In the present study, RPP was significantly more in study group subjects, and increased RPP was significantly correlated (Tables 6 and 7) and independently associated (Tables 8 and 9) with PSS and EPDS. Increase in RPP physiologically indicates myocardial work stress40. Increase in RPP and heart rate has reported to be associated with CVD risks and sudden cardiac death, especially in individuals having high BP72. In the present study, HR and SBP were significantly more in study group subjects compared to control group subjects. Thus, findings of the present study indicate the presence of increased myocardial work stress in GDM and its possible link to stress and depression in GDM. Though BMI, body fat%, visceral fat%, BFMI, FFMI and resting metabolism were significantly high in the study group compared to control group (Table 3), the body composition and metabolism had no influence on stress and depression (Tables 8 and 9).

All the patients were followed upto delivery and their two important fetomaternal outcomes were noted. In control group, 82.92% (136/164) had normal delivery and 17.08% (28/164) had caesarean delivery, whereas in study group, 55.11% (97/176) had normal delivery and 44.89% (79/176) had caesarean delivery. The birth weight was normal (with reference to Indian standard birth weight of 2.7 kg to 3.1 kg in females, and 2.8 kg to 3.2 kg in males) in 92.68% (152/164) neonates in control group (birth weight 2.94 ± 0.24 kg) and there was no incidence of macrosomia. In study group, 64.77% (114/176) neonates had normal birth weight (2.97 ± 0.27 kg) and 48 neonates had macrosomia, i.e., more than 3.5 kg as per Indian birth weight reference73. Thus, it appears that fetomaternal outcomes were poor in women with GDM.
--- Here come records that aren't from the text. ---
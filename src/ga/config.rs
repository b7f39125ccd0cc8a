//! Optimizer configuration.
//!
//! [`TspConfig`] holds all parameters that control the evolutionary loop.

use crate::error::{Result, TspError};

/// Number of parents combined by crossover. Fixed: crossover is two-parent.
pub const NUMBER_OF_PARENTS: usize = 2;

/// Configuration for the TSP genetic algorithm.
///
/// # Defaults
///
/// ```
/// use u_tsp::ga::TspConfig;
///
/// let config = TspConfig::default();
/// assert_eq!(config.cities_in_tour, 20);
/// assert_eq!(config.population_size, 30);
/// assert_eq!(config.iterations, 1000);
/// ```
///
/// # Builder Pattern
///
/// ```
/// use u_tsp::ga::TspConfig;
///
/// let config = TspConfig::default()
///     .with_cities_in_tour(40)
///     .with_population_size(100)
///     .with_parent_pool_size(7)
///     .with_mutation_rate(0.05)
///     .with_seed(42);
/// assert!(config.validate().is_ok());
/// ```
#[derive(Debug, Clone, PartialEq)]
#[cfg_attr(feature = "serde", derive(serde::Serialize, serde::Deserialize))]
pub struct TspConfig {
    /// Number of cities every tour visits.
    pub cities_in_tour: usize,

    /// Number of tours in the population.
    pub population_size: usize,

    /// Upper bound (inclusive) of generated city coordinates on both axes.
    pub map_boundary: u32,

    /// Maximum number of generations.
    pub iterations: usize,

    /// Tournament size: how many tours are sampled (with replacement) per
    /// parent draw.
    pub parent_pool_size: usize,

    /// Per-position swap probability applied to non-elite tours (0.0–1.0).
    pub mutation_rate: f64,

    /// Number of leading tours carried unmutated into the next generation.
    ///
    /// Slot 0 always holds the fittest tour of the previous generation.
    pub number_of_elites: usize,

    /// Fitness normalization constant: `fitness = scalar / distance`.
    pub scalar: f64,

    /// Convergence threshold.
    ///
    /// The run stops once `base_distance / best_distance` falls to or below
    /// this value, where `base_distance` is the best distance seen so far and
    /// `best_distance` the current generation's best.
    pub improvement_factor: f64,

    /// Whether to compute tour distances in parallel.
    ///
    /// Only has an effect when the `parallel` feature is enabled.
    pub parallel: bool,

    /// Random seed for reproducibility.
    ///
    /// `None` uses a random seed.
    pub seed: Option<u64>,
}

impl Default for TspConfig {
    fn default() -> Self {
        Self {
            cities_in_tour: 20,
            population_size: 30,
            map_boundary: 1000,
            iterations: 1000,
            parent_pool_size: 5,
            mutation_rate: 0.15,
            number_of_elites: 1,
            scalar: 10_000.0,
            improvement_factor: 0.1,
            parallel: false,
            seed: None,
        }
    }
}

impl TspConfig {
    /// Sets the number of cities per tour.
    pub fn with_cities_in_tour(mut self, n: usize) -> Self {
        self.cities_in_tour = n;
        self
    }

    /// Sets the population size.
    pub fn with_population_size(mut self, n: usize) -> Self {
        self.population_size = n;
        self
    }

    /// Sets the coordinate bound for generated cities.
    pub fn with_map_boundary(mut self, boundary: u32) -> Self {
        self.map_boundary = boundary;
        self
    }

    /// Sets the generation cap.
    pub fn with_iterations(mut self, n: usize) -> Self {
        self.iterations = n;
        self
    }

    /// Sets the tournament pool size.
    pub fn with_parent_pool_size(mut self, k: usize) -> Self {
        self.parent_pool_size = k;
        self
    }

    /// Sets the per-position mutation rate.
    pub fn with_mutation_rate(mut self, rate: f64) -> Self {
        self.mutation_rate = rate.clamp(0.0, 1.0);
        self
    }

    /// Sets the number of elites.
    pub fn with_number_of_elites(mut self, n: usize) -> Self {
        self.number_of_elites = n;
        self
    }

    /// Sets the fitness scalar.
    pub fn with_scalar(mut self, scalar: f64) -> Self {
        self.scalar = scalar;
        self
    }

    /// Sets the convergence threshold.
    pub fn with_improvement_factor(mut self, factor: f64) -> Self {
        self.improvement_factor = factor.max(0.0);
        self
    }

    /// Enables or disables parallel distance computation.
    pub fn with_parallel(mut self, parallel: bool) -> Self {
        self.parallel = parallel;
        self
    }

    /// Sets the random seed for reproducibility.
    pub fn with_seed(mut self, seed: u64) -> Self {
        self.seed = Some(seed);
        self
    }

    /// Preset for quick runs: small population, short cap.
    ///
    /// - Population: 30, Iterations: 200, Pool: 3
    pub fn fast() -> Self {
        Self {
            population_size: 30,
            iterations: 200,
            parent_pool_size: 3,
            ..Self::default()
        }
    }

    /// Preset for quality runs: larger population and more generations.
    ///
    /// - Population: 150, Iterations: 3000, Pool: 7, Elites: 3
    pub fn quality() -> Self {
        Self {
            population_size: 150,
            iterations: 3000,
            parent_pool_size: 7,
            number_of_elites: 3,
            mutation_rate: 0.05,
            ..Self::default()
        }
    }

    /// Picks a preset from the number of cities and sets `cities_in_tour`.
    ///
    /// - `n < 50` → [`default()`](Self::default)
    /// - `50 ≤ n < 200` → [`fast()`](Self::fast) with a doubled population
    /// - `n ≥ 200` → [`quality()`](Self::quality)
    pub fn auto_select(n: usize) -> Self {
        let base = if n < 50 {
            Self::default()
        } else if n < 200 {
            let fast = Self::fast();
            Self {
                population_size: fast.population_size * 2,
                iterations: 1000,
                ..fast
            }
        } else {
            Self::quality()
        };
        base.with_cities_in_tour(n)
    }

    /// Validates the configuration.
    ///
    /// Everything the loop relies on is checked here so that a bad
    /// parameter is rejected at startup rather than mid-run.
    pub fn validate(&self) -> Result<()> {
        let invalid = |msg: &str| Err(TspError::InvalidConfig(msg.into()));

        if self.cities_in_tour < 2 {
            return invalid("cities_in_tour must be at least 2");
        }
        if self.population_size < 2 {
            return invalid("population_size must be at least 2");
        }
        if self.iterations == 0 {
            return invalid("iterations must be at least 1");
        }
        if self.number_of_elites == 0 {
            return invalid("number_of_elites must be at least 1");
        }
        if self.number_of_elites >= self.population_size {
            return invalid("number_of_elites must be less than population_size");
        }
        if self.parent_pool_size == 0 {
            return invalid("parent_pool_size must be at least 1");
        }
        if self.parent_pool_size > self.population_size {
            return invalid("parent_pool_size must not exceed population_size");
        }
        if !(0.0..=1.0).contains(&self.mutation_rate) {
            return invalid("mutation_rate must be within [0, 1]");
        }
        if !self.scalar.is_finite() || self.scalar <= 0.0 {
            return invalid("scalar must be positive and finite");
        }
        if !self.improvement_factor.is_finite() || self.improvement_factor < 0.0 {
            return invalid("improvement_factor must be non-negative and finite");
        }
        Ok(())
    }

    /// Number of offspring bred per generation.
    pub fn offspring_count(&self) -> usize {
        self.population_size.saturating_sub(self.number_of_elites)
    }
}
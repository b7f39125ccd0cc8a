//! Command-line driver: generates a random map and optimizes a tour over it.

use clap::Parser;
use tracing::error;
use u_tsp::ga::{TspConfig, TspRunner};
use u_tsp::report::TracingReporter;

#[derive(Parser)]
#[command(name = "tsp-ga")]
#[command(about = "Approximate a shortest round trip over random cities with a genetic algorithm")]
struct Args {
    /// Number of cities
    #[arg(short, long, default_value = "20")]
    cities: usize,

    /// Number of tours per generation
    #[arg(short, long, default_value = "30")]
    population: usize,

    /// Upper bound of city coordinates
    #[arg(long, default_value = "1000")]
    map_boundary: u32,

    /// Generation cap
    #[arg(short, long, default_value = "1000")]
    iterations: usize,

    /// Tournament pool size
    #[arg(long, default_value = "5")]
    pool_size: usize,

    /// Per-position swap probability
    #[arg(short, long, default_value = "0.15")]
    mutation_rate: f64,

    /// Tours carried unmutated into the next generation
    #[arg(short, long, default_value = "1")]
    elites: usize,

    /// Stop once best-ever / generation-best falls to this ratio
    #[arg(long, default_value = "0.1")]
    improvement_factor: f64,

    /// Random seed
    #[arg(short, long)]
    seed: Option<u64>,

    /// Compute tour distances in parallel (requires the `parallel` feature)
    #[arg(long)]
    parallel: bool,

    /// Logging level
    #[arg(long, default_value = "info")]
    log_level: String,
}

impl Args {
    fn config(&self) -> TspConfig {
        let mut config = TspConfig::default()
            .with_cities_in_tour(self.cities)
            .with_population_size(self.population)
            .with_map_boundary(self.map_boundary)
            .with_iterations(self.iterations)
            .with_parent_pool_size(self.pool_size)
            .with_mutation_rate(self.mutation_rate)
            .with_number_of_elites(self.elites)
            .with_improvement_factor(self.improvement_factor)
            .with_parallel(self.parallel);
        if let Some(seed) = self.seed {
            config = config.with_seed(seed);
        }
        config
    }
}

fn main() -> std::process::ExitCode {
    let args = Args::parse();

    let log_level = match args.log_level.as_str() {
        "trace" => tracing::Level::TRACE,
        "debug" => tracing::Level::DEBUG,
        "warn" => tracing::Level::WARN,
        "error" => tracing::Level::ERROR,
        _ => tracing::Level::INFO,
    };
    tracing_subscriber::fmt().with_max_level(log_level).init();

    match TspRunner::run_generated(&args.config(), &mut TracingReporter) {
        Ok(result) => {
            println!("Shortest distance: {:.3}", result.best_distance);
            std::process::ExitCode::SUCCESS
        }
        Err(err) => {
            error!(%err, "optimization failed");
            std::process::ExitCode::FAILURE
        }
    }
}
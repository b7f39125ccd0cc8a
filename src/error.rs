//! Error type shared by every stage of the optimizer.
//!
//! All errors are fatal: the optimizer is a best-effort heuristic and does
//! not retry. The runner returns the first error it hits.

/// Errors raised while validating input or running the evolutionary loop.
#[derive(Debug, Clone, PartialEq, thiserror::Error)]
pub enum TspError {
    /// A configuration parameter is out of range.
    #[error("invalid configuration: {0}")]
    InvalidConfig(String),

    /// The supplied city list does not match `cities_in_tour`.
    #[error("expected {expected} cities, got {actual}")]
    CityCountMismatch { expected: usize, actual: usize },

    /// Two cities share a label.
    #[error("duplicate city label: {0}")]
    DuplicateCity(String),

    /// A tour has zero total distance, so its fitness is undefined.
    #[error("degenerate tour: total distance is zero")]
    DegenerateTour,

    /// Crossover parents are not permutations of one city set, so the
    /// child would not be either.
    #[error("broken permutation: parents differ in city set (child filled {filled} of {expected})")]
    BrokenPermutation { filled: usize, expected: usize },

    /// A fitness value was read before the evaluator refreshed it.
    #[error("tour at index {0} has no fitness; evaluate it first")]
    UnevaluatedTour(usize),
}

/// Result alias used throughout the crate.
pub type Result<T> = std::result::Result<T, TspError>;
//! Tour and population data model.
//!
//! A [`Tour`] is one candidate visiting order; a [`Population`] is the fixed
//! set of tours the evolutionary loop works on each generation.

use crate::geometry::City;
use rand::seq::SliceRandom;
use rand::Rng;
use std::collections::HashMap;

/// A cyclic visiting order over every city, plus its cached fitness.
///
/// The fitness is `None` until the evaluator has scored the tour, and is
/// cleared again by any operation that reorders cities.
#[derive(Debug, Clone, PartialEq)]
#[cfg_attr(feature = "serde", derive(serde::Serialize, serde::Deserialize))]
pub struct Tour {
    cities: Vec<City>,
    fitness: Option<f64>,
}

impl Tour {
    /// Wraps an ordered city list as an unevaluated tour.
    pub fn new(cities: Vec<City>) -> Self {
        Self {
            cities,
            fitness: None,
        }
    }

    /// Copies `canonical` and shuffles the copy.
    pub fn shuffled<R: Rng>(canonical: &[City], rng: &mut R) -> Self {
        let mut cities = canonical.to_vec();
        cities.shuffle(rng);
        Self::new(cities)
    }

    pub fn cities(&self) -> &[City] {
        &self.cities
    }

    pub fn len(&self) -> usize {
        self.cities.len()
    }

    pub fn is_empty(&self) -> bool {
        self.cities.is_empty()
    }

    /// Cached fitness, or `None` if the tour changed since it was scored.
    pub fn fitness(&self) -> Option<f64> {
        self.fitness
    }

    pub(crate) fn set_fitness(&mut self, fitness: f64) {
        self.fitness = Some(fitness);
    }

    /// Swaps two positions and invalidates the cached fitness.
    pub fn swap(&mut self, i: usize, j: usize) {
        self.cities.swap(i, j);
        self.fitness = None;
    }

    /// City labels in visiting order.
    pub fn labels(&self) -> Vec<&str> {
        self.cities.iter().map(City::label).collect()
    }

    /// Returns `true` if this tour visits exactly the cities of `canonical`,
    /// each once.
    pub fn is_permutation_of(&self, canonical: &[City]) -> bool {
        if self.cities.len() != canonical.len() {
            return false;
        }
        let mut counts: HashMap<&City, isize> = HashMap::with_capacity(canonical.len());
        for c in canonical {
            *counts.entry(c).or_default() += 1;
        }
        for c in &self.cities {
            match counts.get_mut(c) {
                Some(n) if *n > 0 => *n -= 1,
                _ => return false,
            }
        }
        true
    }
}

/// Fixed-size collection of tours.
///
/// The size is set at construction and never changes: tours can be swapped
/// and overwritten in place but not added or removed.
#[derive(Debug, Clone, PartialEq)]
#[cfg_attr(feature = "serde", derive(serde::Serialize, serde::Deserialize))]
pub struct Population {
    tours: Vec<Tour>,
}

impl Population {
    /// Builds `size` independently shuffled copies of `canonical`.
    pub fn from_cities<R: Rng>(canonical: &[City], size: usize, rng: &mut R) -> Self {
        let tours = (0..size)
            .map(|_| Tour::shuffled(canonical, rng))
            .collect();
        Self { tours }
    }

    /// Wraps an explicit set of tours.
    pub fn from_tours(tours: Vec<Tour>) -> Self {
        Self { tours }
    }

    pub fn len(&self) -> usize {
        self.tours.len()
    }

    pub fn is_empty(&self) -> bool {
        self.tours.is_empty()
    }

    pub fn tours(&self) -> &[Tour] {
        &self.tours
    }

    pub fn tours_mut(&mut self) -> &mut [Tour] {
        &mut self.tours
    }

    pub fn get(&self, index: usize) -> &Tour {
        &self.tours[index]
    }

    /// Moves the tour at `index` into slot 0 by swapping.
    pub fn promote(&mut self, index: usize) {
        if index != 0 {
            self.tours.swap(0, index);
        }
    }

    /// Overwrites the tours starting at `start` with `offspring`.
    ///
    /// # Panics
    /// Panics if `offspring` does not exactly fill `start..len()`.
    pub fn replace_tail(&mut self, start: usize, offspring: Vec<Tour>) {
        assert_eq!(
            start + offspring.len(),
            self.tours.len(),
            "offspring must exactly fill the non-elite region"
        );
        for (slot, child) in self.tours[start..].iter_mut().zip(offspring) {
            *slot = child;
        }
    }
}

#[cfg(test)]
mod tests {
    use super::*;
    use rand::rngs::StdRng;
    use rand::SeedableRng;

    fn square() -> Vec<City> {
        vec![
            City::new("A", 0, 0),
            City::new("B", 0, 10),
            City::new("C", 10, 10),
            City::new("D", 10, 0),
        ]
    }

    #[test]
    fn test_new_tour_is_unevaluated() {
        let tour = Tour::new(square());
        assert_eq!(tour.len(), 4);
        assert!(tour.fitness().is_none());
    }

    #[test]
    fn test_swap_clears_fitness() {
        let mut tour = Tour::new(square());
        tour.set_fitness(1.0);
        tour.swap(0, 3);
        assert!(tour.fitness().is_none());
        assert_eq!(tour.labels(), vec!["D", "B", "C", "A"]);
    }

    #[test]
    fn test_shuffled_is_permutation() {
        let mut rng = StdRng::seed_from_u64(42);
        let canonical = square();
        for _ in 0..50 {
            let tour = Tour::shuffled(&canonical, &mut rng);
            assert!(tour.is_permutation_of(&canonical));
        }
    }

    #[test]
    fn test_is_permutation_rejects_duplicates_and_omissions() {
        let canonical = square();
        let mut cities = canonical.clone();
        cities[3] = cities[0].clone();
        assert!(!Tour::new(cities).is_permutation_of(&canonical));
        assert!(!Tour::new(canonical[..3].to_vec()).is_permutation_of(&canonical));
    }

    #[test]
    fn test_population_from_cities() {
        let mut rng = StdRng::seed_from_u64(1);
        let canonical = square();
        let pop = Population::from_cities(&canonical, 12, &mut rng);
        assert_eq!(pop.len(), 12);
        assert!(pop.tours().iter().all(|t| t.is_permutation_of(&canonical)));
        assert!(pop.tours().iter().all(|t| t.fitness().is_none()));
    }

    #[test]
    fn test_promote_swaps_into_first_slot() {
        let canonical = square();
        let mut reversed = canonical.clone();
        reversed.reverse();
        let mut pop = Population::from_tours(vec![
            Tour::new(canonical.clone()),
            Tour::new(reversed.clone()),
        ]);
        pop.promote(1);
        assert_eq!(pop.get(0).cities(), reversed.as_slice());
        assert_eq!(pop.get(1).cities(), canonical.as_slice());
        pop.promote(0);
        assert_eq!(pop.get(0).cities(), reversed.as_slice());
    }

    #[test]
    fn test_replace_tail_keeps_prefix() {
        let canonical = square();
        let mut pop = Population::from_tours(vec![Tour::new(canonical.clone()); 3]);
        pop.tours_mut()[0].set_fitness(2.5);
        let mut reversed = canonical.clone();
        reversed.reverse();
        pop.replace_tail(1, vec![Tour::new(reversed.clone()); 2]);
        assert_eq!(pop.get(0).fitness(), Some(2.5));
        assert_eq!(pop.get(2).cities(), reversed.as_slice());
    }

    #[test]
    #[should_panic(expected = "offspring must exactly fill the non-elite region")]
    fn test_replace_tail_wrong_size_panics() {
        let mut pop = Population::from_tours(vec![Tour::new(square()); 3]);
        pop.replace_tail(1, vec![Tour::new(square())]);
    }
}
//! Genetic algorithm for the Traveling Salesman Problem.
//!
//! Each generation the fittest tour is kept in slot 0, the remaining
//! non-elite slots are refilled by tournament selection and ordered
//! crossover, the refilled tours are swap-mutated, and the whole population
//! is re-scored.
//!
//! # Key Types
//!
//! - [`Tour`] / [`Population`]: the data model
//! - [`TspConfig`]: algorithm parameters
//! - [`TspRunner`]: executes the evolutionary loop
//! - [`TspResult`]: best tour, distances and termination reason
//!
//! # Submodules
//!
//! - [`fitness`]: tour distance and fitness evaluation
//! - [`selection`]: tournament parent selection
//! - [`operators`]: ordered crossover and swap mutation
//!
//! # References
//!
//! - Holland (1975), *Adaptation in Natural and Artificial Systems*
//! - Goldberg (1989), *Genetic Algorithms in Search, Optimization, and Machine Learning*

mod config;
pub mod fitness;
pub mod operators;
mod runner;
pub mod selection;
mod types;

pub use config::{TspConfig, NUMBER_OF_PARENTS};
pub use runner::{create_rng, Termination, TspResult, TspRunner};
pub use types::{Population, Tour};
//! Fitness evaluation.
//!
//! Fitness is `scalar / distance`, so shorter tours score higher. Ties on
//! distance resolve to the earliest tour in scan order.

use super::types::Tour;
use crate::error::{Result, TspError};
use crate::geometry::distance;
#[cfg(feature = "parallel")]
use rayon::prelude::*;

/// Total length of the closed cycle described by `tour`.
pub fn tour_distance(tour: &Tour) -> f64 {
    let cities = tour.cities();
    let n = cities.len();
    (0..n)
        .map(|i| distance(&cities[i], &cities[(i + 1) % n]))
        .sum()
}

/// Scores every tour and returns the index and distance of the shortest one.
///
/// Each tour's cached fitness is overwritten with `scalar / distance`. The
/// returned distance is the one computed here, not recovered from fitness.
///
/// # Errors
/// [`TspError::DegenerateTour`] if any tour has zero total distance.
///
/// # Panics
/// Panics if `tours` is empty.
pub fn evaluate(tours: &mut [Tour], scalar: f64, parallel: bool) -> Result<(usize, f64)> {
    assert!(!tours.is_empty(), "cannot evaluate an empty population");

    let distances = compute_distances(tours, parallel);

    let mut best_idx = 0;
    let mut best_distance = f64::INFINITY;
    for (i, (tour, &d)) in tours.iter_mut().zip(&distances).enumerate() {
        if d <= 0.0 {
            return Err(TspError::DegenerateTour);
        }
        tour.set_fitness(scalar / d);
        if d < best_distance {
            best_idx = i;
            best_distance = d;
        }
    }
    Ok((best_idx, best_distance))
}

/// Index of the fittest tour among already-evaluated tours.
///
/// The first tour holding the highest fitness wins.
///
/// # Errors
/// [`TspError::UnevaluatedTour`] with the offending position if a tour has
/// no cached fitness.
///
/// # Panics
/// Panics if `tours` yields nothing.
pub fn fittest<'a, I>(tours: I) -> Result<usize>
where
    I: IntoIterator<Item = &'a Tour>,
{
    let mut best: Option<(usize, f64)> = None;
    for (i, tour) in tours.into_iter().enumerate() {
        let f = tour.fitness().ok_or(TspError::UnevaluatedTour(i))?;
        match best {
            Some((_, bf)) if f <= bf => {}
            _ => best = Some((i, f)),
        }
    }
    let (idx, _) = best.expect("cannot pick the fittest of no tours");
    Ok(idx)
}

#[cfg(feature = "parallel")]
fn compute_distances(tours: &[Tour], parallel: bool) -> Vec<f64> {
    if parallel {
        tours.par_iter().map(tour_distance).collect()
    } else {
        tours.iter().map(tour_distance).collect()
    }
}

#[cfg(not(feature = "parallel"))]
fn compute_distances(tours: &[Tour], _parallel: bool) -> Vec<f64> {
    tours.iter().map(tour_distance).collect()
}
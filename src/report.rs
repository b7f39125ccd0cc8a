//! Progress reporting.
//!
//! The runner pushes events to a [`Reporter`]: once before the loop, every
//! time the best-ever distance strictly improves, and once at the end.

use crate::ga::Termination;
use tracing::info;

/// A new best tour was found.
#[derive(Debug, Clone, PartialEq)]
pub struct Improvement<'a> {
    /// Generation (1-based) in which the tour was found.
    pub generation: usize,
    /// City labels of the new best tour, in visiting order.
    pub labels: Vec<&'a str>,
    /// Total distance of the new best tour.
    pub distance: f64,
}

/// The run finished.
#[derive(Debug, Clone, Copy, PartialEq)]
pub struct Finished {
    /// Best distance found over the whole run.
    pub best_distance: f64,
    /// Generations executed.
    pub generations: usize,
    /// Why the loop stopped.
    pub termination: Termination,
}

/// Receiver for optimizer progress events.
///
/// All methods default to no-ops.
pub trait Reporter {
    /// Called once after the initial population is evaluated.
    fn on_start(&mut self, _initial_distance: f64) {}

    /// Called when a generation beats the best distance seen so far.
    fn on_improvement(&mut self, _event: &Improvement<'_>) {}

    /// Called once when the loop stops.
    fn on_finish(&mut self, _event: &Finished) {}
}

/// Discards every event.
#[derive(Debug, Default, Clone, Copy)]
pub struct NullReporter;

impl Reporter for NullReporter {}

/// Emits events through `tracing` at `INFO` level.
#[derive(Debug, Default, Clone, Copy)]
pub struct TracingReporter;

impl Reporter for TracingReporter {
    fn on_start(&mut self, initial_distance: f64) {
        info!(distance = initial_distance, "initial shortest distance");
    }

    fn on_improvement(&mut self, event: &Improvement<'_>) {
        info!(
            generation = event.generation,
            distance = event.distance,
            tour = %event.labels.join(" "),
            "new shortest tour"
        );
    }

    fn on_finish(&mut self, event: &Finished) {
        info!(
            distance = event.best_distance,
            generations = event.generations,
            termination = ?event.termination,
            "shortest distance"
        );
    }
}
Persistent increase in IL-6 has been reported in stress reactions and in patients with depression. In the present study, the increased IL-6 were found to be strongly associated with stress and depression in GDM women receiving antidiabetic treatment. All these evidence suggest for future studies to address if restoration of IL-6 level could be the key to treatment of depression associated with inflammation in GDM. In developing countries like India, the glycemic control and fetomaternal outcomes are poor in GDM due to various socio-economic factors that include poor compliance to treatment54,73. Therefore, studies should be designed to assess if non-pharmacological interventions like yoga instituted early in the pregnancy can improve cardiovagal modulation and prevent the development of stress and depression in GDM.

Limitations

The major limitation of the study is that we did not recruit the subjects in 24th to 28th week of gestation to assess the cardiometabolic risks in GDM women when they were diagnosed with the disease. Also, we have not assessed the details of fetomaternal outcomes. However, the present study reports the cardiometabolic risks in GDM women at 36th week of pregnancy, and their potential contributions to stress and depression in GDM.